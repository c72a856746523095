//! Authenticated access to Google APIs.

use crate::config::Endpoints;
use crate::credentials::TokenCache;
use crate::oauth::OAuthManager;
use eyre::Context;
use http::Method;
use oauth2::TokenResponse;
use oauth2::basic::BasicTokenResponse;
use serde::Serialize;
use std::sync::Arc;
use std::time::{Duration, SystemTime};
use tokio::sync::Mutex;
use tracing::instrument;

/// How long before its recorded expiry an access token is already considered stale.
const EXPIRY_BUFFER: Duration = Duration::from_secs(300);

/// An OAuth token together with the moment its access token stops working.
#[derive(Debug, Clone)]
pub struct TimeBoundAccessToken {
    token: BasicTokenResponse,
    /// `None` if the provider never said, in which case the token is used until it fails.
    expires_at: Option<SystemTime>,
}

impl TimeBoundAccessToken {
    /// Wraps a token that was just issued, deriving its expiry from `expires_in`.
    pub fn new(token: BasicTokenResponse) -> Self {
        Self {
            expires_at: token.expires_in().map(|d| SystemTime::now() + d),
            token,
        }
    }

    /// Wraps a token whose expiry is already known, such as one loaded from the cache.
    pub fn with_expiry(token: BasicTokenResponse, expires_at: Option<SystemTime>) -> Self {
        Self { token, expires_at }
    }

    /// The token as issued by the provider.
    pub fn raw_token(&self) -> &BasicTokenResponse {
        &self.token
    }

    /// When the access token stops working, if known.
    pub fn expires_at(&self) -> Option<SystemTime> {
        self.expires_at
    }

    /// Whether the access token should be refreshed before being used at `now`.
    pub fn is_stale(&self, now: SystemTime) -> bool {
        match self.expires_at {
            Some(expires_at) => now + EXPIRY_BUFFER >= expires_at,
            None => false,
        }
    }

    /// Refreshes this token using the provided OAuth manager, preserving the refresh token.
    ///
    /// # Returns
    ///
    /// * `Ok(true)` - Token was successfully refreshed
    /// * `Ok(false)` - Refresh failed (invalid grant, no refresh token, etc.)
    /// * `Err(_)` - Network or other error occurred
    pub async fn refresh(&mut self, oauth_manager: &OAuthManager) -> eyre::Result<bool> {
        tracing::trace!("refreshing token");
        match oauth_manager
            .refresh_token(&self.token)
            .await
            .context("refresh OAuth token")?
        {
            Some(new_token) => {
                let old_token = std::mem::replace(&mut self.token, new_token);

                // Google does not hand out a new refresh token on refresh.
                if self.token.refresh_token().is_none() {
                    tracing::trace!("new token lacks refresh token, preserving original");
                    self.token
                        .set_refresh_token(old_token.refresh_token().cloned());
                }

                self.expires_at = self.token.expires_in().map(|d| SystemTime::now() + d);
                Ok(true)
            }
            None => Ok(false),
        }
    }
}

/// Client for the Google APIs the uploader uses.
///
/// Every request carries the user's access token. The token is refreshed shortly before it
/// expires, and a refreshed token is written back to the token cache so the next run starts
/// from it.
#[derive(Debug, Clone)]
pub struct GoogleClient {
    token: Arc<Mutex<TimeBoundAccessToken>>,
    oauth_manager: Arc<OAuthManager>,
    cache: Arc<TokenCache>,
    endpoints: Arc<Endpoints>,
    client: reqwest::Client,
}

impl GoogleClient {
    /// Creates a client from an already-obtained token.
    ///
    /// # Arguments
    ///
    /// * `token` - The user's current token
    /// * `oauth_manager` - Used to refresh `token` once it goes stale
    /// * `cache` - Where refreshed tokens are written
    /// * `endpoints` - Base URLs of the APIs
    /// * `client` - The HTTP client for API requests
    pub fn new(
        token: TimeBoundAccessToken,
        oauth_manager: OAuthManager,
        cache: TokenCache,
        endpoints: Endpoints,
        client: reqwest::Client,
    ) -> Self {
        Self {
            token: Arc::new(Mutex::new(token)),
            oauth_manager: Arc::new(oauth_manager),
            cache: Arc::new(cache),
            endpoints: Arc::new(endpoints),
            client,
        }
    }

    /// Returns a clone of the underlying OAuth2 token.
    pub async fn token(&self) -> TimeBoundAccessToken {
        self.token.lock().await.clone()
    }

    pub(crate) fn endpoints(&self) -> &Endpoints {
        &self.endpoints
    }

    /// Gets a usable access token, refreshing (and re-caching) it first if it is stale.
    #[instrument(skip(self))]
    pub(crate) async fn fresh_access_token(&self) -> eyre::Result<String> {
        let mut token = self.token.lock().await;

        if token.is_stale(SystemTime::now()) {
            tracing::debug!("access token expired, attempting refresh");

            if !token.refresh(&self.oauth_manager).await? {
                tracing::error!("access token refresh failed, client is unusable");
                eyre::bail!(
                    "unable to refresh expired access token; delete {} to authorize again",
                    self.cache.path().display()
                );
            }
            tracing::debug!("access token successfully refreshed");

            self.cache
                .save(&token)
                .await
                .context("cache refreshed OAuth token")?;
        }

        Ok(token.raw_token().access_token().secret().to_string())
    }

    /// Sends an authenticated request and fails on any non-success status.
    ///
    /// `customize` gets the request with the `Authorization` header already set and may add
    /// query parameters, headers, or a body.
    #[instrument(skip(self, customize), level = tracing::Level::TRACE)]
    pub(crate) async fn send_authenticated(
        &self,
        method: Method,
        url: &str,
        customize: impl FnOnce(reqwest::RequestBuilder) -> reqwest::RequestBuilder,
    ) -> eyre::Result<reqwest::Response> {
        let access_token = self.fresh_access_token().await?;

        let request = self
            .client
            .request(method.clone(), url)
            .header("Authorization", format!("Bearer {}", access_token));

        let response = customize(request)
            .send()
            .await
            .with_context(|| format!("send {} request to {}", method, url))?;

        let status_code = response.status();
        if !status_code.is_success() {
            let error_text = response
                .text()
                .await
                .unwrap_or_else(|_| "unknown error".to_string());
            return Err(eyre::eyre!(
                "{} {} failed with status {}: {}",
                method,
                url,
                status_code,
                error_text
            ));
        }

        Ok(response)
    }

    /// Makes an authenticated request with optional query parameters and JSON body.
    pub(crate) async fn make_authenticated_request(
        &self,
        method: Method,
        url: &str,
        query_params: Option<&[(&str, &str)]>,
        json_body: Option<&impl Serialize>,
    ) -> eyre::Result<reqwest::Response> {
        self.send_authenticated(method, url, |mut request| {
            if let Some(params) = query_params {
                request = request.query(params);
            }
            if let Some(body) = json_body {
                request = request.json(body);
            }
            request
        })
        .await
    }
}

————————

▶ _What you should do_: Only the lines with the string "refreshed" are wanted; pick them out of the records above and copy them.

▶ _Solution to this exercise_:
    /// Whether the access token should be refreshed before being used at `now`.
    /// * `Ok(true)` - Token was successfully refreshed
/// Every request carries the user's access token. The token is refreshed shortly before it
/// expires, and a refreshed token is written back to the token cache so the next run starts
    /// * `cache` - Where refreshed tokens are written
            tracing::debug!("access token successfully refreshed");
                .context("cache refreshed OAuth token")?;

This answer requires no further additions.